▸ ACTIVITY
Please copy out the lines in the entries that contain "Heavy".

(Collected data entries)
□ □ □

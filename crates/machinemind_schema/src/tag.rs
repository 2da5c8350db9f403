//! Tag templates and the tag instances that point at them.

use machinemind_foundation::{EntryType, RawRecord, Result, Value};
use machinemind_registry::{Live, Loader, OpCtx, RegEntry, Registry};

/// A tag definition, e.g. "Heat {VAL} (Self)".
#[derive(Debug, Default)]
pub struct TagTemplate {
    /// Semantic id (`tg_heat_self`).
    pub id: String,
    /// Display name, possibly with a `{VAL}` placeholder.
    pub name: String,
    /// Rules text.
    pub description: String,
    /// Hidden from item listings.
    pub hidden: bool,
    /// Ignored by item filters.
    pub filter_ignore: bool,
}

impl TagTemplate {
    /// Creates a tag template from its packed form.
    ///
    /// # Errors
    ///
    /// Field validation errors.
    pub fn unpack(packed: &RawRecord, reg: &Registry, ctx: &OpCtx) -> Result<Live<Self>> {
        reg.get_cat::<Self>().create_live(ctx, packed.clone())
    }
}

impl RegEntry for TagTemplate {
    const KIND: EntryType = EntryType::TagTemplate;

    fn defaults() -> RawRecord {
        RawRecord::new()
            .with("name", "New Tag")
            .with("description", "")
            .with("hidden", false)
    }

    fn load(&mut self, loader: &Loader<'_>) -> Result<()> {
        self.id = loader.string_or("id", "")?;
        self.name = loader.string("name")?;
        self.description = loader.string_or("description", "")?;
        self.hidden = loader.bool_or("hidden", false)?;
        self.filter_ignore = loader.bool_or("filter_ignore", false)?;
        Ok(())
    }

    fn save(&self) -> RawRecord {
        RawRecord::new()
            .with("id", self.id.as_str())
            .with("name", self.name.as_str())
            .with("description", self.description.as_str())
            .with("hidden", self.hidden)
            .with("filter_ignore", self.filter_ignore)
    }
}

/// One application of a tag template to an item, with its value.
#[derive(Debug, Clone)]
pub struct TagInstance {
    /// The template (foreign; never copied along with the item).
    pub tag: Live<TagTemplate>,
    /// The `{VAL}` for this application, if the template takes one.
    pub val: Option<Value>,
}

impl TagInstance {
    /// The template name with `{VAL}` substituted.
    #[must_use]
    pub fn display_name(&self) -> String {
        let name = self.tag.borrow().name.clone();
        match &self.val {
            Some(v) => name.replace("{VAL}", &v.to_string()),
            None => name,
        }
    }

    fn to_value(&self) -> Value {
        RawRecord::new()
            .with("tag", self.tag.reg_ref())
            .with("val", self.val.clone())
            .into_value()
    }
}

/// Reads a list of tag instances, dropping those whose template dangles.
///
/// # Errors
///
/// Malformed instances, or a template that fails to load.
pub fn read_tags(loader: &Loader<'_>, field: &str) -> Result<Vec<TagInstance>> {
    let mut out = Vec::new();
    for rec in loader.record_list(field)? {
        let inner = loader.nested(&rec);
        if let Some(tag) = inner.foreign::<TagTemplate>("tag")? {
            out.push(TagInstance {
                tag,
                val: inner.value("val"),
            });
        }
    }
    Ok(out)
}

/// Renders tag instances back to their stored form.
#[must_use]
pub fn save_tags(tags: &[TagInstance]) -> Value {
    Value::List(tags.iter().map(TagInstance::to_value).collect())
}
//! Integration tests for frames, traits, and core systems

use machinemind_foundation::{EntryType, RawRecord, Value};
use machinemind_registry::OpCtx;
use machinemind_schema::{CoreSystem, Frame, MechWeapon};

use crate::fixtures::{base_content, record, setup};

fn everest() -> RawRecord {
    let stats = record(&[
        ("size", Value::Int(1)),
        ("structure", Value::Int(4)),
        ("stress", Value::Int(4)),
        ("armor", Value::Int(0)),
        ("hp", Value::Int(10)),
        ("evasion", Value::Int(8)),
        ("edef", Value::Int(8)),
        ("heatcap", Value::Int(6)),
        ("repcap", Value::Int(5)),
        ("sensor_range", Value::Int(10)),
        ("tech_attack", Value::Int(0)),
        ("save", Value::Int(10)),
        ("speed", Value::Int(4)),
        ("sp", Value::Int(6)),
    ]);
    let traits = vec![
        record(&[
            ("name", Value::from("Initiative")),
            ("description", Value::from("1/scene, take any quick action as a free action.")),
        ]),
        record(&[
            ("name", Value::from("Replaceable Parts")),
            ("description", Value::from("Repair structure damage for 1 less repair.")),
            (
                "bonuses",
                Value::from(vec![record(&[
                    ("id", Value::from("mech_structure_repair_cost")),
                    ("val", Value::Int(-1)),
                ])]),
            ),
        ]),
    ];
    RawRecord::new()
        .with("id", "mf_standard_pattern_i_everest")
        .with("name", "EVEREST")
        .with("source", "GMS")
        .with("license_level", 0)
        .with("mounts", vec!["Main", "Flex", "Heavy"])
        .with("stats", stats)
        .with("traits", traits)
        .with(
            "core_system",
            record(&[
                ("name", Value::from("Hyperspec Fuel Injector")),
                ("active_name", Value::from("Power Up")),
                ("activation", Value::from("Protocol")),
            ]),
        )
}

#[test]
fn basic_frame_information() {
    let (_env, reg) = setup();
    let ctx = OpCtx::new();
    base_content(&reg, &ctx);
    Frame::unpack(&everest(), &reg, &ctx).unwrap();

    let ever = reg
        .get_cat::<Frame>()
        .lookup_mmid(&ctx, "mf_standard_pattern_i_everest")
        .unwrap()
        .unwrap();
    let f = ever.borrow();
    assert_eq!(f.name, "EVEREST");
    assert_eq!(f.stats.armor, 0);
    assert_eq!(f.stats.sensor_range, 10);
    assert_eq!(f.mounts, vec!["Main", "Flex", "Heavy"]);
    assert_eq!(f.source.as_ref().unwrap().borrow().id, "GMS");

    assert_eq!(f.traits[0].borrow().name, "Initiative");
    let parts = f.traits[1].borrow();
    assert_eq!(parts.name, "Replaceable Parts");
    assert_eq!(parts.effects.bonuses[0].id, "mech_structure_repair_cost");
    assert_eq!(parts.effects.bonuses[0].val, Value::Int(-1));

    let core = f.core_system.as_ref().unwrap().borrow();
    assert_eq!(core.name, "Hyperspec Fuel Injector");
    assert_eq!(core.active.name, "Power Up");
}

#[test]
fn unpacking_creates_one_record_per_child() {
    let (_env, reg) = setup();
    let ctx = OpCtx::new();
    base_content(&reg, &ctx);
    Frame::unpack(&everest(), &reg, &ctx).unwrap();

    assert_eq!(reg.count(EntryType::Frame), 1);
    assert_eq!(reg.count(EntryType::FrameTrait), 2);
    assert_eq!(reg.count(EntryType::CoreSystem), 1);
}

#[test]
fn core_system_integrates_a_weapon() {
    let (_env, reg) = setup();
    let ctx = OpCtx::new();
    base_content(&reg, &ctx);
    MechWeapon::unpack(
        &RawRecord::new()
            .with("id", "mw_lancaster_integrated")
            .with("name", "Integrated Repair Rig")
            .with("source", "IPS-N")
            .with("mount", "Aux")
            .with("type", "Rifle"),
        &reg,
        &ctx,
    )
    .unwrap();
    let lancaster = RawRecord::new()
        .with("id", "mf_lancaster")
        .with("name", "LANCASTER")
        .with("source", "IPS-N")
        .with(
            "core_system",
            record(&[
                ("name", Value::from("Latch Drone")),
                ("integrated", Value::from(vec!["mw_lancaster_integrated", "mw_not_real"])),
            ]),
        );
    Frame::unpack(&lancaster, &reg, &ctx).unwrap();

    let lanny = reg.get_cat::<Frame>().lookup_mmid(&ctx, "mf_lancaster").unwrap().unwrap();
    let frame = lanny.borrow();
    let core = frame.core_system.as_ref().unwrap().borrow();
    assert_eq!(core.attachments.integrated.len(), 1);
    let weapon = core.attachments.integrated[0].downcast::<MechWeapon>().unwrap();
    assert_eq!(weapon.borrow().size, "Aux");
    assert_eq!(weapon.borrow().source.as_ref().unwrap().borrow().id, "IPS-N");
}

#[test]
fn unknown_manufacturer_leaves_source_empty() {
    let (_env, reg) = setup();
    let ctx = OpCtx::new();
    let frame = Frame::unpack(&everest().with("source", "NOBODY"), &reg, &ctx).unwrap();
    assert!(frame.borrow().source.is_none());
}

#[test]
fn frame_copy_keeps_its_core_system() {
    let (env, reg) = setup();
    let dest = env.create_registry("campaign");
    let ctx = OpCtx::new();
    base_content(&reg, &ctx);
    let frame = Frame::unpack(&everest().with("homebrew_note", "kept"), &reg, &ctx).unwrap();

    let copy = frame.insinuate(&dest, None).unwrap();
    let raw = dest.get_raw(EntryType::Frame, copy.key()).unwrap();
    assert_eq!(raw.str("homebrew_note"), Some("kept"));
    assert_eq!(dest.get_cat::<CoreSystem>().len(), 1);
    assert_eq!(copy.borrow().traits.len(), 2);
    assert_eq!(copy.borrow().stats.hp, 10);
}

□ □ □

▸ SOLUTION BELOW
        .with("mounts", vec!["Main", "Flex", "Heavy"])
    assert_eq!(f.mounts, vec!["Main", "Flex", "Heavy"]);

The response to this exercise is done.